» **What to produce**: Under this line are the records; write out word for word the part that begins at the line containing "message may stop" and ends at the line containing "const DATA_FIELDS_LEN: usize = 10;", and no more.

START Data supplied

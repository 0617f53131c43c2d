//! Tree routing messages carried inside SOS envelopes.
//!
//! # Message Formats
//!
//! ```text
//! Beacon (type 33, >= 6 bytes)       Data message (type 34, >= 9 bytes)
//! +------------------+                +--------------------+
//! | seqno (2)        |                | origin_addr (2)    |
//! +------------------+                +--------------------+
//! | parent (2)       |                | seqno (2)          |
//! +------------------+                +--------------------+
//! | hopcount (1)     |                | hopcount (1)       |
//! +------------------+                +--------------------+
//! | est_entries (1)  |                | origin_hopcount (1)|
//! +------------------+                +--------------------+
//!                                     | dest_module (1)    |
//!                                     +--------------------+
//!                                     | reserved (1)       |
//!                                     +--------------------+
//!                                     | parent (2)         |
//!                                     +--------------------+
//! ```
//!
//! All words are unsigned little-endian. Bytes past the fields above are
//! application data and are not interpreted here. A data message may stop
//! after its low parent byte (9 bytes); fields cut off that way read as zero.

use crate::byteio::ByteReader;
use crate::envelope::Envelope;
use crate::error::Result;
use crate::protocol::ProtocolTable;
use std::borrow::Cow;
use tracing::debug;

/// Bytes covered by the beacon fields.
const BEACON_FIELDS_LEN: usize = 6;

/// Bytes covered by the data message fields, reserved byte included.
const DATA_FIELDS_LEN: usize = 10;

/// A tree routing message recognised inside an envelope.
#[derive(Debug, Clone, Copy, PartialEq, Eq)]
pub enum SubProtocolRecord {
    Beacon {
        seqno: u16,
        parent: u16,
        hopcount: u8,
        est_entries: u8,
    },
    DataMsg {
        origin_addr: u16,
        seqno: u16,
        hopcount: u8,
        origin_hopcount: u8,
        dest_module: u8,
        parent: u16,
    },
    /// The envelope is not tree routing traffic, or is too short for it
    NotApplicable,
}

impl SubProtocolRecord {
    pub fn is_applicable(&self) -> bool {
        !matches!(self, SubProtocolRecord::NotApplicable)
    }
}

/// Re-interprets envelope payloads as tree routing messages.
///
/// Stateless apart from its protocol table: decoding the same envelope
/// twice gives the same record.
#[derive(Debug, Clone, Copy, Default)]
pub struct SubProtocolDecoder {
    table: ProtocolTable,
}

impl SubProtocolDecoder {
    pub fn new(table: ProtocolTable) -> Self {
        Self { table }
    }

    pub fn table(&self) -> &ProtocolTable {
        &self.table
    }

    /// Decode the envelope's payload if it carries a known message.
    ///
    /// Returns `NotApplicable` when the envelope is invalid, either module
    /// field is not tree routing, the type is unknown, or the payload is
    /// shorter than the message needs.
    pub fn decode(&self, envelope: &Envelope) -> SubProtocolRecord {
        let tree_routing = self
            .table
            .is_tree_routing(envelope.dst_module, envelope.src_module);
        if !envelope.valid || !tree_routing {
            return SubProtocolRecord::NotApplicable;
        }

        let payload = envelope.payload.as_slice();
        let decoded = if envelope.msg_type == self.table.beacon_type {
            if payload.len() < self.table.beacon_min_len {
                debug!(len = payload.len(), "beacon payload too short");
                return SubProtocolRecord::NotApplicable;
            }
            decode_beacon(&zero_padded(payload, BEACON_FIELDS_LEN))
        } else if envelope.msg_type == self.table.data_type {
            if payload.len() < self.table.data_min_len {
                debug!(len = payload.len(), "tree routing data payload too short");
                return SubProtocolRecord::NotApplicable;
            }
            decode_data(&zero_padded(payload, DATA_FIELDS_LEN))
        } else {
            return SubProtocolRecord::NotApplicable;
        };

        decoded.unwrap_or_else(|err| {
            debug!(%err, "tree routing payload truncated");
            SubProtocolRecord::NotApplicable
        })
    }
}

/// Extend a payload with zeros up to `len` bytes.
fn zero_padded(payload: &[u8], len: usize) -> Cow<'_, [u8]> {
    if payload.len() >= len {
        return Cow::Borrowed(payload);
    }
    let mut padded = payload.to_vec();
    padded.resize(len, 0);
    Cow::Owned(padded)
}

fn decode_beacon(payload: &[u8]) -> Result<SubProtocolRecord> {
    let mut reader = ByteReader::new(payload);
    Ok(SubProtocolRecord::Beacon {
        seqno: reader.read_u16_le()?,
        parent: reader.read_u16_le()?,
        hopcount: reader.read_u8()?,
        est_entries: reader.read_u8()?,
    })
}

fn decode_data(payload: &[u8]) -> Result<SubProtocolRecord> {
    let mut reader = ByteReader::new(payload);
    let origin_addr = reader.read_u16_le()?;
    let seqno = reader.read_u16_le()?;
    let hopcount = reader.read_u8()?;
    let origin_hopcount = reader.read_u8()?;
    let dest_module = reader.read_u8()?;
    reader.skip(1)?;
    let parent = reader.read_u16_le()?;

    Ok(SubProtocolRecord::DataMsg {
        origin_addr,
        seqno,
        hopcount,
        origin_hopcount,
        dest_module,
        parent,
    })
}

END Data supplied

» **Final answer**:
//! application data and are not interpreted here. A data message may stop
//! after its low parent byte (9 bytes); fields cut off that way read as zero.

use crate::byteio::ByteReader;
use crate::envelope::Envelope;
use crate::error::Result;
use crate::protocol::ProtocolTable;
use std::borrow::Cow;
use tracing::debug;

/// Bytes covered by the beacon fields.
const BEACON_FIELDS_LEN: usize = 6;

/// Bytes covered by the data message fields, reserved byte included.
const DATA_FIELDS_LEN: usize = 10;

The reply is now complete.